Antryg, sitting in the dark window embrasure of the room the Prince had given him, up under the eaves of the Summer Palace’s mansard roof, looked around at her and smiled. A flicker of bluish light appeared in the air of the room between him and the door where she stood; it floated, like a negligent firefly, over to the exquisite ormolu table in the room’s center and came to rest on the wick of one of the unlit candles there. His voice was deep in the gloom. “I ought to say it was my pleasure, but diving under that portcullis—I can only think of two times I’ve been that frightened in my life. It is my pleasure,” he added, “that we’re both alive.”
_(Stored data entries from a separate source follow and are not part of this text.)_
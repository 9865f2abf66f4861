//! Engine settings and physics configuration
//!
//! Hosts own one `Settings` value and hand it to every step. Levels may carry
//! `PhysicsOverrides` which are merged in per step, never written back.

use serde::{Deserialize, Serialize};

use crate::consts::*;

/// Physics constants injected into the collision resolver and entity update
#[derive(Debug, Clone, PartialEq, Serialize, Deserialize)]
#[serde(default, rename_all = "camelCase")]
pub struct PhysicsConfig {
    /// Restitution for entity-entity collisions (0-1)
    pub elasticity: f32,
    /// Collision solver passes per frame
    pub iterations: u32,
    /// Wall approach speed below which the hit is grazing
    pub grazing_threshold: f32,
    /// Rebound factor for grazing hits
    pub grazing_restitution: f32,
    /// Minimum outward wall rebound for the player (0 = off)
    pub min_player_rebound: f32,
    /// Rolling friction for floor-resting entities
    pub floor_friction: f32,
    /// Hazard damage multiplier (damage = multiplier * 100)
    pub hazard_damage: f32,
    /// Collision damage multiplier (damage = intensity * multiplier * 100)
    pub collision_damage: f32,
}

impl Default for PhysicsConfig {
    fn default() -> Self {
        Self {
            elasticity: DEFAULT_ELASTICITY,
            iterations: DEFAULT_ITERATIONS,
            grazing_threshold: DEFAULT_GRAZING_THRESHOLD,
            grazing_restitution: GRAZING_RESTITUTION,
            min_player_rebound: 0.0,
            floor_friction: FLOOR_FRICTION,
            hazard_damage: 0.25,
            collision_damage: 0.1,
        }
    }
}

/// Per-level physics override bundle
#[derive(Debug, Clone, Default, PartialEq, Serialize, Deserialize)]
#[serde(default, rename_all = "camelCase")]
pub struct PhysicsOverrides {
    pub elasticity: Option<f32>,
    pub iterations: Option<u32>,
    pub grazing_threshold: Option<f32>,
    pub min_player_rebound: Option<f32>,
}

impl PhysicsConfig {
    /// Copy of this config with level overrides applied (and clamped)
    pub fn with_overrides(&self, overrides: Option<&PhysicsOverrides>) -> Self {
        let mut config = self.clone();
        if let Some(o) = overrides {
            if let Some(e) = o.elasticity {
                config.elasticity = e;
            }
            if let Some(n) = o.iterations {
                config.iterations = n;
            }
            if let Some(t) = o.grazing_threshold {
                config.grazing_threshold = t;
            }
            if let Some(r) = o.min_player_rebound {
                config.min_player_rebound = r;
            }
        }
        config.sanitized()
    }

    /// Clamp externally supplied values into usable ranges
    pub fn sanitized(mut self) -> Self {
        self.elasticity = self.elasticity.clamp(0.0, 1.0);
        self.iterations = self.iterations.clamp(1, 50);
        self.grazing_threshold = self.grazing_threshold.max(0.0);
        self.grazing_restitution = self.grazing_restitution.clamp(0.0, 1.0);
        self.min_player_rebound = self.min_player_rebound.max(0.0);
        self.floor_friction = self.floor_friction.clamp(0.0, 1.0);
        self.hazard_damage = self.hazard_damage.max(0.0);
        self.collision_damage = self.collision_damage.max(0.0);
        self
    }
}

/// Squash/stretch tuning for impact deformation
#[derive(Debug, Clone, PartialEq, Serialize, Deserialize)]
#[serde(default, rename_all = "camelCase")]
pub struct DeformationSettings {
    pub enabled: bool,
    /// Largest compression along the impact normal (0-0.9)
    pub max_squash: f32,
    /// Timeline length for a barely-noticeable impact
    pub base_duration_ms: f64,
    /// Timeline length for a full-intensity impact
    pub min_duration_ms: f64,
    /// Impacts below this normalised intensity don't deform
    pub min_intensity: f32,
}

impl Default for DeformationSettings {
    fn default() -> Self {
        Self {
            enabled: true,
            max_squash: 0.3,
            base_duration_ms: 320.0,
            min_duration_ms: 140.0,
            min_intensity: 0.05,
        }
    }
}

impl DeformationSettings {
    /// Normalised, capped intensity for an impact speed
    pub fn intensity(&self, impact_speed: f32) -> f32 {
        (impact_speed.abs() / IMPACT_REFERENCE_SPEED).min(1.0)
    }

    /// Total timeline length; harder impacts snap back faster
    pub fn duration_for(&self, intensity: f32) -> f64 {
        let t = intensity.clamp(0.0, 1.0) as f64;
        let min = self.min_duration_ms.min(self.base_duration_ms);
        self.base_duration_ms + (min - self.base_duration_ms) * t
    }
}

/// Engine settings
#[derive(Debug, Clone, Serialize, Deserialize)]
#[serde(default, rename_all = "camelCase")]
pub struct Settings {
    // === World ===
    /// Downward acceleration per frame (<= 0 disables gravity)
    pub gravity: f32,
    /// Per-axis velocity cap per frame
    pub max_velocity: f32,
    pub physics: PhysicsConfig,
    pub deformation: DeformationSettings,

    // === Rules ===
    /// Collisions deal damage and 0 health removes entities
    pub health_enabled: bool,
    /// The player can't die from damage or goals
    pub sandbox: bool,
    /// Play the pop animation before removing entities
    pub despawn_animation: bool,
    /// Tweened timelines available; otherwise deformation is skipped and
    /// despawn falls back to a linear fade
    pub animations: bool,
    /// Speed powerup boosts every entity, not only the player
    pub propagate_speed_powerup: bool,

    // === Frame loop ===
    /// Frame cap (None = one step per display refresh)
    pub max_fps: Option<u32>,
    /// Background color used for the trail fade
    pub background: [f32; 4],
    /// Fade strength per frame (1 = full clear, lower leaves trails)
    pub trail_alpha: f32,
}

impl Default for Settings {
    fn default() -> Self {
        Self {
            gravity: 0.4,
            max_velocity: 15.0,
            physics: PhysicsConfig::default(),
            deformation: DeformationSettings::default(),

            health_enabled: true,
            sandbox: false,
            despawn_animation: true,
            animations: true,
            propagate_speed_powerup: false,

            max_fps: None,
            background: [0.02, 0.02, 0.05, 1.0],
            trail_alpha: 1.0,
        }
    }
}

impl Settings {
    /// Parse settings from JSON; missing fields take their defaults
    pub fn from_json(json: &str) -> serde_json::Result<Self> {
        let settings: Settings = serde_json::from_str(json)?;
        log::info!("Loaded settings (gravity {}, cap {})", settings.gravity, settings.max_velocity);
        Ok(settings)
    }

    pub fn to_json(&self) -> serde_json::Result<String> {
        serde_json::to_string_pretty(self)
    }

    /// Sandbox settings: no deaths, no damage
    pub fn sandbox() -> Self {
        Self {
            sandbox: true,
            health_enabled: false,
            ..Self::default()
        }
    }

    /// Trail alpha clamped to [0, 1]
    pub fn effective_trail_alpha(&self) -> f32 {
        self.trail_alpha.clamp(0.0, 1.0)
    }

    /// Velocity cap, never negative
    pub fn effective_max_velocity(&self) -> f32 {
        self.max_velocity.max(0.0)
    }

    /// Whether deformation timelines should run at all
    pub fn deformation_active(&self) -> bool {
        self.animations && self.deformation.enabled
    }
}

#[cfg(test)]
mod tests {
    use super::*;

    #[test]
    fn test_overrides_merge_and_clamp() {
        let base = PhysicsConfig::default();
        let overrides = PhysicsOverrides {
            elasticity: Some(1.4),
            iterations: Some(8),
            grazing_threshold: None,
            min_player_rebound: Some(3.0),
        };
        let merged = base.with_overrides(Some(&overrides));
        assert_eq!(merged.elasticity, 1.0);
        assert_eq!(merged.iterations, 8);
        assert_eq!(merged.grazing_threshold, DEFAULT_GRAZING_THRESHOLD);
        assert_eq!(merged.min_player_rebound, 3.0);

        let untouched = base.with_overrides(None);
        assert_eq!(untouched, base);
    }

    #[test]
    fn test_partial_json_uses_defaults() {
        let settings = Settings::from_json(r#"{"gravity": 0.8, "physics": {"elasticity": 0.5}}"#)
            .expect("valid json");
        assert_eq!(settings.gravity, 0.8);
        assert_eq!(settings.physics.elasticity, 0.5);
        assert_eq!(settings.physics.iterations, DEFAULT_ITERATIONS);
        assert!(settings.animations);
    }

    #[test]
    fn test_deformation_duration_shrinks_with_intensity() {
        let d = DeformationSettings::default();
        assert!(d.duration_for(1.0) < d.duration_for(0.1));
        assert_eq!(d.duration_for(0.0), d.base_duration_ms);
        assert_eq!(d.intensity(100.0), 1.0);
    }
}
“I wouldn’t say pleasure so much as stunned surprise.” She crossed the room to him, and he drew up his feet on the window seat to make room for her. Through the open casement, she could smell the smoke from the lamps and torches of the guards in the courtyard three storeys below and, when the wind shifted, the thick green smells of the palace park. “Decent of the Prince to send us up supper.”
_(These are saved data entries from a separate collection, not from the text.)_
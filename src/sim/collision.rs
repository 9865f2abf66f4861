//! Collision detection and response
//!
//! Entity-entity contacts are solved in several passes per frame so stacks
//! settle; entity-static contacts (hazards, goals) are solved once per frame
//! because they carry game effects.

use glam::Vec2;

use super::entity::{Ball, circle_box_contact};
use super::events::StepHooks;
use super::interact::{GoalOutcome, HazardOutcome, Rules, hit_hazard, reach_goal};
use super::level::{ResolvedLevel, ResolvedObject, StaticKind, StaticShape};
use crate::consts::*;
use crate::settings::{DeformationSettings, PhysicsConfig};
use crate::{contact_normal, reflect};

/// Result of a contact test
#[derive(Debug, Clone)]
pub struct CollisionResult {
    /// Whether a collision occurred
    pub hit: bool,
    /// Surface normal pointing toward the ball center
    pub normal: Vec2,
    /// Penetration depth (for position correction)
    pub penetration: f32,
}

impl CollisionResult {
    pub fn miss() -> Self {
        Self {
            hit: false,
            normal: Vec2::ZERO,
            penetration: 0.0,
        }
    }

    fn hit(normal: Vec2, penetration: f32) -> Self {
        Self {
            hit: true,
            normal,
            penetration,
        }
    }
}

/// Physics inputs shared by every contact this frame
#[derive(Debug, Clone, Copy)]
pub struct CollisionCtx<'a> {
    pub physics: &'a PhysicsConfig,
    pub deformation: &'a DeformationSettings,
    /// Deformation timelines may run
    pub animate: bool,
    /// Entity-entity hits cost health
    pub health_enabled: bool,
    pub now: f64,
}

/// Effects of one frame's collisions, applied by the caller
#[derive(Debug, Clone, Default, PartialEq)]
pub struct Outcomes {
    /// Resolved entity-entity collisions
    pub collisions: u32,
    /// Entities cleared into goals
    pub scored: u32,
    /// Entities to drop from the collection right away
    pub removed: Vec<u32>,
    pub player_lost: bool,
}

/// Circle of radius `radius` at `pos` against a resolved level object
pub fn static_contact(pos: Vec2, radius: f32, obj: &ResolvedObject) -> CollisionResult {
    match obj.shape {
        StaticShape::Circle { radius: obj_radius } => {
            let combined = radius + obj_radius;
            let (normal, dist) = contact_normal(obj.pos, pos);
            if dist < combined {
                CollisionResult::hit(normal, combined - dist)
            } else {
                CollisionResult::miss()
            }
        }
        StaticShape::Box { .. } => {
            let half = obj.shape.half_extents();
            match circle_box_contact(pos, radius, obj.pos - half, obj.pos + half) {
                Some((normal, depth)) => CollisionResult::hit(normal, depth),
                None => CollisionResult::miss(),
            }
        }
    }
}

/// Run every collision pass for one frame
pub fn solve_collisions(
    balls: &mut [Ball],
    level: Option<&ResolvedLevel>,
    ctx: &CollisionCtx,
    rules: &Rules,
    hooks: &mut dyn StepHooks,
) -> Outcomes {
    let mut outcomes = Outcomes::default();
    for _ in 0..ctx.physics.iterations.max(1) {
        outcomes.collisions += resolve_pairs(balls, ctx, hooks);
    }
    if let Some(level) = level {
        resolve_static_contacts(balls, level, ctx, rules, hooks, &mut outcomes);
    }
    outcomes
}

/// One pass over every unordered pair. Returns resolved collisions.
pub fn resolve_pairs(balls: &mut [Ball], ctx: &CollisionCtx, hooks: &mut dyn StepHooks) -> u32 {
    let mut resolved = 0;
    let n = balls.len();

    for j in 1..n {
        let (head, tail) = balls.split_at_mut(j);
        let b = &mut tail[0];
        for a in head.iter_mut() {
            if a.is_despawning || b.is_despawning || (a.is_static && b.is_static) {
                continue;
            }

            let delta = b.pos - a.pos;
            let dist = delta.length();
            let radii = a.effective_radius() + b.effective_radius();
            if dist >= radii || dist <= 0.0 {
                continue;
            }

            let normal = delta / dist;
            separate(a, b, normal, radii - dist);
            a.wake();
            b.wake();

            let approach = (b.vel - a.vel).dot(normal);
            if approach < 0.0 {
                let impact = handle_ball_collision(a, b, ctx);
                resolved += 1;
                hooks.on_score(a.id, b.id, impact);
            } else {
                apply_contact_friction(a, b, normal);
            }
        }
    }

    resolved
}

/// Push two overlapping balls apart along `normal` (from `a` to `b`)
fn separate(a: &mut Ball, b: &mut Ball, normal: Vec2, overlap: f32) {
    match (a.is_static, b.is_static) {
        (true, true) => {}
        (true, false) => b.pos += normal * overlap,
        (false, true) => a.pos -= normal * overlap,
        (false, false) => {
            a.pos -= normal * (overlap / 2.0);
            b.pos += normal * (overlap / 2.0);
        }
    }
}

/// Resolve an approaching pair: buffer separation, mass-weighted restitution,
/// deformation and damage. Returns the normal impact speed.
pub fn handle_ball_collision(a: &mut Ball, b: &mut Ball, ctx: &CollisionCtx) -> f32 {
    let (normal, dist) = contact_normal(a.pos, b.pos);
    let target = a.effective_radius() + b.effective_radius() + SEPARATION_BUFFER;
    if dist < target {
        separate(a, b, normal, target - dist);
    }

    let inv_a = a.inv_mass();
    let inv_b = b.inv_mass();
    let inv_sum = inv_a + inv_b;
    if inv_sum <= 0.0 {
        return 0.0;
    }

    let approach = (b.vel - a.vel).dot(normal);
    if approach >= 0.0 {
        return 0.0;
    }
    let impact = -approach;

    // Impulse form of the 1-D restitution formula with m = size
    let e = ctx.physics.elasticity.clamp(0.0, 1.0);
    let j = (1.0 + e) * impact / inv_sum;
    a.vel -= normal * (j * inv_a);
    b.vel += normal * (j * inv_b);

    if ctx.animate {
        a.apply_ball_deformation(impact, -normal, ctx.now, ctx.deformation);
        b.apply_ball_deformation(impact, normal, ctx.now, ctx.deformation);
    }

    if ctx.health_enabled {
        let intensity = (impact / IMPACT_REFERENCE_SPEED).min(1.0);
        let damage = intensity * ctx.physics.collision_damage * 100.0;
        a.take_damage(damage);
        b.take_damage(damage);
    }

    impact
}

/// Resting contact: damp relative sliding so touching balls stop jittering
fn apply_contact_friction(a: &mut Ball, b: &mut Ball, normal: Vec2) {
    let inv_a = a.inv_mass();
    let inv_b = b.inv_mass();
    let inv_sum = inv_a + inv_b;
    if inv_sum <= 0.0 {
        return;
    }
    let tangent = normal.perp();
    let slide = (b.vel - a.vel).dot(tangent);
    let correction = (slide * TANGENT_FRICTION).clamp(-TANGENT_FRICTION_CAP, TANGENT_FRICTION_CAP);
    a.vel += tangent * (correction * inv_a / inv_sum);
    b.vel -= tangent * (correction * inv_b / inv_sum);
}

/// Every dynamic ball against every hazard and goal
pub fn resolve_static_contacts(
    balls: &mut [Ball],
    level: &ResolvedLevel,
    ctx: &CollisionCtx,
    rules: &Rules,
    hooks: &mut dyn StepHooks,
    outcomes: &mut Outcomes,
) {
    'balls: for ball in balls.iter_mut() {
        if ball.is_static || ball.is_despawning {
            continue;
        }

        for obj in level.hazards.iter().chain(level.goals.iter()) {
            let contact = static_contact(ball.pos, ball.effective_radius(), obj);
            if !contact.hit {
                continue;
            }
            bounce_off_static(ball, &contact, ctx);

            match obj.kind {
                StaticKind::Hazard => {
                    let multiplier = obj.damage.unwrap_or(ctx.physics.hazard_damage);
                    match hit_hazard(ball, multiplier, rules) {
                        HazardOutcome::Survived => {}
                        HazardOutcome::PlayerKilled => outcomes.player_lost = true,
                        HazardOutcome::Despawning => continue 'balls,
                        HazardOutcome::RemoveNow => {
                            outcomes.removed.push(ball.id);
                            continue 'balls;
                        }
                    }
                }
                StaticKind::Goal => match reach_goal(ball, rules) {
                    GoalOutcome::Scored => {
                        outcomes.scored += 1;
                        outcomes.removed.push(ball.id);
                        hooks.on_scored(ball.id);
                        continue 'balls;
                    }
                    GoalOutcome::ShieldAbsorbed => hooks.on_shield_consumed(ball.id),
                    GoalOutcome::Deflected => {}
                    GoalOutcome::PlayerLost => outcomes.player_lost = true,
                },
                StaticKind::Powerup(_) => {}
            }
        }
    }
}

/// Separate from a static object and reflect the approach velocity
fn bounce_off_static(ball: &mut Ball, contact: &CollisionResult, ctx: &CollisionCtx) {
    ball.pos += contact.normal * contact.penetration;
    ball.wake();
    let approach = ball.vel.dot(contact.normal);
    if approach < 0.0 {
        ball.vel = reflect(ball.vel, contact.normal);
        if ctx.animate {
            ball.apply_wall_deformation(-approach, contact.normal, ctx.now, ctx.deformation);
        }
    }
}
“Considering what it took to get lobster patties at this hour,” Antryg agreed. “No matter what the muffins are like for breakfast, I shall have to lie and say I like them. Such a cook ought never to be flogged more often
than is necessary, as the Prince says, to keep him smart.”
Joanna chuckled. “Not to mention the clothes,” she added, touching the high, pleated collar of the pageboy’s shirt she wore. “He sent me up a gown for tomorrow. I’m wondering where the hell he got it.”
“Possibly one of his boyfriends...”
She poked him reprovingly in the knee with her foot and laughed. “Is one of the mages trying to kill him?”
“Oh, yes.”
“To put Cerdic on the throne?”
“If I were the sort of mage who routinely meddled in human affairs,” the wizard said gravely, “it’s what I’d do.”
She remembered Cerdic’s enthusiastic and unquestioning welcome of Antryg because he was a mage and the blind acceptance of the inherent lightness of wizards, started to speak, then was silent. For a moment, she contemplated that long, peculiar profile in the bluish glow of the witchlight, noticing how the reflections of the fires in the courtyard below touched hard little glimmers in the steel of his spectacle frames and the dreamy grayness of his eyes. He looked a little better than he had, less strained and gray, but the nervous energy that had gotten him through the last several hours was fading, even as it was for her. He looked tired and very vulnerable, sitting with his knees drawn up in the window seat, and she had to resist an overwhelming impulse to put out her hand and touch his arm.
Slowly, she said, “Are we dealing with several problems here or just one? The fading and the abominations—but you said you were coming to talk to some member of the Council? and there’s the Archmage.... And poor Caris—whatever’s happened to him?”
A smile tugged briefly at Antryg’s lips in the wan lucence of the witchlight. “I imagine poor Caris is still waiting for me outside a vacant building on the south side of the river. He’s very patient when he’s on a trail.”
“One of these days,” Joanna said severely, “Caris is going to murder you—and not because of his grandfather, either.”